Materials
Ethics approval for the study was obtained from the Fourth Military Medical University. Sprague-Dawley(SD) rats (2 male, 120g±20g and 102 female, 200g±20g) were provided by the Experiment Animal Center of the Fourth Military Medical University(Xi’an, China) . 200g/L PQ solution dichloride was obtained from Tianjin Shipule Agriculture Pesticides Technology & Development Inc(Tianjin, China). MP was obtained from Pfizer Inc (New York, USA) . Fluorescein isothiocyanate(FITC)-conjugated anti-mouse CD34, CD45, CD44 and CD166 antibodies were obtained from Biolegend(San Francisco, USA). The nucleoprotein extraction kit was obtained from Promega (Madison, USA), the NF-кBp65 polyclonal antibody from Santa Cruz (California, USA). The rat Interleukin-1β(IL-1β) and Tumor necrosis factor-α(TNF-α) and Interleukin-6(IL-6) and Interleukin-10(IL-10) ELISA kits from Sigma (St.Louis,USA). Malonaldehyde (MDA) and superoxide dismutase (SOD) kits were obtained from the Nanjing jiancheng Bioengineering Institute(Nanjing, China).
Isolation, culture and identification of BMSC
Male rats were sacrificed by cervical dislocation and the femur and tibia were harvested. The bone marrow cells were gently resuspended into single cells. BMSCs were isolated by Percoll gradient centrifugation, and resuspended in Dulbecco’s modified Eagle’s medium (DMEM)-F12 supplemented with 10% fetal bovine serum Cells were seeded in 25 cm2 culture flasks at 1 × 105 cells/cm2 and maintained at 37°C with 5% CO2 in a humidified incubator. Culture medium was exchanged after 48 h and then every 2–3 days. Cells were cultured to 80–90% confluence and then digested with 0.25% trypsin containing 0.02% EDTA for 1 min. Then, cells were centrifuged, resuspended and passaged at a 1:3 ratio. Third passage cells were tested using flow cytometry for cell surface expression of CD34, CD45, CD44 and CD166 [9].
Grouping
Female SD rats were randomly divided into five groups: 1) PQ group (n = 24): PQ solution was intraperitoneally injected at a dose of 20 mg/kg. 2). BMSC group (n = 24): BMSCs (0.5 mL, 1 × 107 cells) were injected via the tail vein at 6 h after PQ injection. 3). MP group (n = 24): MP (20 mg/kg) was administered via the tail vein once a day for 2 consecutive days at 2 h after PQ injection. 4). BMSC + MP group (n = 24): BMSCs and MP were administered as described above. 5) Normal control group (n = 6): rats were intraperitoneally injected with 0.9% saline.
Macro observation
Animals were observed for general activity, feeding and survival for 14 days after PQ poisoning.

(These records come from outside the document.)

//! 应用配置：从 config/default.toml 与环境变量加载
//!
//! 加载顺序：先读 TOML 文件，再用环境变量 `RESEARCH_BEE__*` 覆盖（双下划线表示嵌套，如 `RESEARCH_BEE__BROWSER__HEADLESS=true`）。

use std::path::PathBuf;
use std::time::Duration;

use serde::Deserialize;

/// 应用配置根（对应 config/default.toml 的顶层）
#[derive(Debug, Clone, Deserialize, Default)]
#[serde(default)]
pub struct AppConfig {
    pub app: AppSection,
    pub browser: BrowserSection,
    pub timeouts: TimeoutsSection,
    pub prompts: PromptsSection,
}

/// [app] 段：调研结果输出目录
#[derive(Debug, Clone, Deserialize)]
pub struct AppSection {
    #[serde(default = "default_research_dir")]
    pub research_dir: PathBuf,
}

fn default_research_dir() -> PathBuf {
    PathBuf::from("article_research")
}

impl Default for AppSection {
    fn default() -> Self {
        Self {
            research_dir: default_research_dir(),
        }
    }
}

/// [browser] 段：目标站点、持久化用户目录、启动参数
#[derive(Debug, Clone, Deserialize)]
pub struct BrowserSection {
    #[serde(default = "default_url")]
    pub url: String,
    /// 持久化 Profile 目录（保留登录状态）；未设置时使用临时目录
    pub profile_dir: Option<PathBuf>,
    #[serde(default)]
    pub headless: bool,
    #[serde(default = "default_browser_args")]
    pub args: Vec<String>,
    #[serde(default)]
    pub selectors: SelectorsSection,
}

fn default_url() -> String {
    "https://chat.z.ai/".to_string()
}

fn default_browser_args() -> Vec<String> {
    vec!["--disable-blink-features=AutomationControlled".into()]
}

impl Default for BrowserSection {
    fn default() -> Self {
        Self {
            url: default_url(),
            profile_dir: None,
            headless: false,
            args: default_browser_args(),
            selectors: SelectorsSection::default(),
        }
    }
}

/// [browser.selectors] 段：目标站点的 DOM 约定
#[derive(Debug, Clone, Deserialize)]
pub struct SelectorsSection {
    #[serde(default = "default_chat_input")]
    pub chat_input: String,
    /// 打开工具菜单的按钮文字
    #[serde(default = "default_tools_button_text")]
    pub tools_button_text: String,
    /// 需要开启的能力开关旁的标签文字
    #[serde(default = "default_capability_label")]
    pub capability_label: String,
    /// 回复完成后出现的复制按钮
    #[serde(default = "default_completion_signal")]
    pub completion_signal: String,
}

fn default_chat_input() -> String {
    "textarea#chat-input".to_string()
}

fn default_tools_button_text() -> String {
    "Tools".to_string()
}

fn default_capability_label() -> String {
    "Web Search".to_string()
}

fn default_completion_signal() -> String {
    "button.copy-response-button".to_string()
}

impl Default for SelectorsSection {
    fn default() -> Self {
        Self {
            chat_input: default_chat_input(),
            tools_button_text: default_tools_button_text(),
            capability_label: default_capability_label(),
            completion_signal: default_completion_signal(),
        }
    }
}

/// [timeouts] 段：每个挂起点各自的上限，以及渲染稳定等待
#[derive(Debug, Clone, Deserialize)]
pub struct TimeoutsSection {
    #[serde(default = "default_navigation_secs")]
    pub navigation_secs: u64,
    #[serde(default = "default_toggle_secs")]
    pub toggle_secs: u64,
    /// 等待 AI 生成回复（毫秒），默认 15 分钟
    #[serde(default = "default_response_ms")]
    pub response_ms: u64,
    #[serde(default = "default_attach_secs")]
    pub attach_secs: u64,
    #[serde(default = "default_click_secs")]
    pub click_secs: u64,
    #[serde(default = "default_render_settle_ms")]
    pub render_settle_ms: u64,
    #[serde(default = "default_read_settle_ms")]
    pub read_settle_ms: u64,
    #[serde(default = "default_overlay_settle_ms")]
    pub overlay_settle_ms: u64,
}

fn default_navigation_secs() -> u64 {
    60
}

fn default_toggle_secs() -> u64 {
    10
}

fn default_response_ms() -> u64 {
    900_000
}

fn default_attach_secs() -> u64 {
    60
}

fn default_click_secs() -> u64 {
    15
}

fn default_render_settle_ms() -> u64 {
    2000
}

fn default_read_settle_ms() -> u64 {
    1000
}

fn default_overlay_settle_ms() -> u64 {
    500
}

impl Default for TimeoutsSection {
    fn default() -> Self {
        Self {
            navigation_secs: default_navigation_secs(),
            toggle_secs: default_toggle_secs(),
            response_ms: default_response_ms(),
            attach_secs: default_attach_secs(),
            click_secs: default_click_secs(),
            render_settle_ms: default_render_settle_ms(),
            read_settle_ms: default_read_settle_ms(),
            overlay_settle_ms: default_overlay_settle_ms(),
        }
    }
}

impl TimeoutsSection {
    pub fn navigation(&self) -> Duration {
        Duration::from_secs(self.navigation_secs)
    }

    pub fn toggle(&self) -> Duration {
        Duration::from_secs(self.toggle_secs)
    }

    pub fn response(&self) -> Duration {
        Duration::from_millis(self.response_ms)
    }

    pub fn attach(&self) -> Duration {
        Duration::from_secs(self.attach_secs)
    }

    pub fn click(&self) -> Duration {
        Duration::from_secs(self.click_secs)
    }

    pub fn render_settle(&self) -> Duration {
        Duration::from_millis(self.render_settle_ms)
    }

    pub fn read_settle(&self) -> Duration {
        Duration::from_millis(self.read_settle_ms)
    }

    pub fn overlay_settle(&self) -> Duration {
        Duration::from_millis(self.overlay_settle_ms)
    }

    /// 所有稳定等待置零（测试用）
    pub fn without_settle_delays(mut self) -> Self {
        self.render_settle_ms = 0;
        self.read_settle_ms = 0;
        self.overlay_settle_ms = 0;
        self
    }
}

/// [prompts] 段：大纲生成的固定指令
#[derive(Debug, Clone, Deserialize)]
pub struct PromptsSection {
    #[serde(default = "default_outline_instruction")]
    pub outline_instruction: String,
}

fn default_outline_instruction() -> String {
    "Search the web for the latest and most comprehensive guides on this topic. Then, generate a detailed, step-by-step content outline with an Introduction, multiple Steps, and a Conclusion. Structure it clearly with '---' separators between sections.".to_string()
}

impl Default for PromptsSection {
    fn default() -> Self {
        Self {
            outline_instruction: default_outline_instruction(),
        }
    }
}

/// 从 config 目录加载配置，环境变量 RESEARCH_BEE__* 可覆盖
///
/// 1. 按顺序查找 config/default.toml、../config/default.toml、default.toml，找到则作为第一源
/// 2. 若传入 config_path 且文件存在，则追加该文件（可覆盖前面的键）
/// 3. 最后叠加环境变量 RESEARCH_BEE__*（双下划线表示嵌套键）
pub fn load_config(config_path: Option<PathBuf>) -> Result<AppConfig, config::ConfigError> {
    let mut builder = config::Config::builder();

    let default_names = ["config/default", "../config/default", "default"];
    for name in default_names {
        let path = format!("{}.toml", name);
        if std::path::Path::new(&path).exists() {
            builder = builder.add_source(config::File::with_name(name).required(false));
            break;
        }
    }

    if let Some(ref path) = config_path {
        if path.exists() {
            builder = builder.add_source(config::File::from(path.clone()).required(false));
        }
    }

    builder = builder.add_source(
        config::Environment::with_prefix("RESEARCH_BEE")
            .separator("__")
            .try_parsing(true),
    );

    let c = builder.build()?;
    c.try_deserialize()
}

Wet/dry weight ratio of lung tissue
At 1, 3, 7 and 14 days post-injection, the right lung was isolated and the trachea ligated. After blotted off the blood and other contaminants, the wet weight was measured. Then the lung was dried in a 70°C oven for 72 h and the dry weight was measured. The lung wet/dry weight ratio was calculated.
Determination of cytokine levels
Plasma was collected on days 1,3,7 and 14 post-injection and the concentrations of TNF-α, IL-1β, IL-6, IL-10, MDA and SOD measured by respective ELISAs kits.
Nucleoprotein extraction and Measurement of NF-кBp65 expression
On days 1, 3, 7 and 14 post-injection, the left-sided lung tissues were isolated, and rinsed with cold phosphate buffer solution (PBS). Nucleoprotein lytic/extraction buffer solution A (2 ml) was added and the tissues incubated on ice for 30 min. The tissue was then homogenized, mixed with 500μl of 10% Nonidet P-40 and centrifuged. The precipitate was rinsed twice with cold PBS and the suspension was discarded. Nucleoprotein extraction/lytic solution B (2 mL) was added to the precipitate on ice for 30 min and the solution centrifuged again to harvest the nucleoproteins. Nucleoproteins (10μg) were measured by western blotting. The images were scanned using a gray-scale scanner and the averaged gray values were used to determine the NF-кBp65 expression level.
Statistical analysis
All data were statistically analyzed by SPSS 11.5 software and expressed as mean±standard deviation. The 2-group comparison were performed with t-test. P<0.05 was considered statistically significant.